Now that people can see it, you will see two types of reviews for this movie:

“It’s bad because it’s about liberals hunting conservatives, which is very anti-conservative”

Or

“It’s bad because it’s showing liberals as evil, which is anti-liberal.”

Both of these reads are purposefully myopic, and will be put forth by people who have difficulty accepting that their “team” isn’t above criticism. It’s my opinion that these takes are not to be trusted, and are furthermore emblematic of the exact mentality that this movie is lampooning.  

Yet as I sit here and type type type away about the thematics of the film, I’m leaving little space for what really makes this film worth seeing: it totally rips.
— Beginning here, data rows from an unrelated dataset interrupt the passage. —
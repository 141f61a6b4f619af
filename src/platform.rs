//! Platform detection utilities

use log::debug;
use once_cell::sync::Lazy;
use std::fs;

/// WSL is detected once; backend probing and the event loop both ask
static WSL: Lazy<bool> = Lazy::new(detect_wsl);

/// Whether we run under WSL (Windows Subsystem for Linux)
///
/// WSL changes both which speech backend works (espeak-ng over WSLg
/// PulseAudio) and how stdin can be polled (no epoll on TTYs).
pub fn is_wsl() -> bool {
    *WSL
}

fn detect_wsl() -> bool {
    let from_kernel = fs::read_to_string("/proc/version")
        .map(|contents| {
            let lower = contents.to_lowercase();
            lower.contains("microsoft") || lower.contains("wsl")
        })
        .unwrap_or(false);

    let detected = from_kernel || std::env::var("WSL_DISTRO_NAME").is_ok();
    debug!("WSL detected: {}", detected);
    detected
}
Heads explode, arrows pierce torsos, land mines liquify people. Heck, even the blade of a food processor is used to incredibly gory effect. While some of the action direction leaves a bit to be desired, favoring fast (although not cryptic) edits over clean blocking, the tension and fervor of the action never loses its edge. Kudos to Gilpin and a scene-chewing Hilary Swank for really digging into their roles in an infectious way.

Above all dumb political concerns, this is a “humans being hunted” movie, and it’s a pretty good one.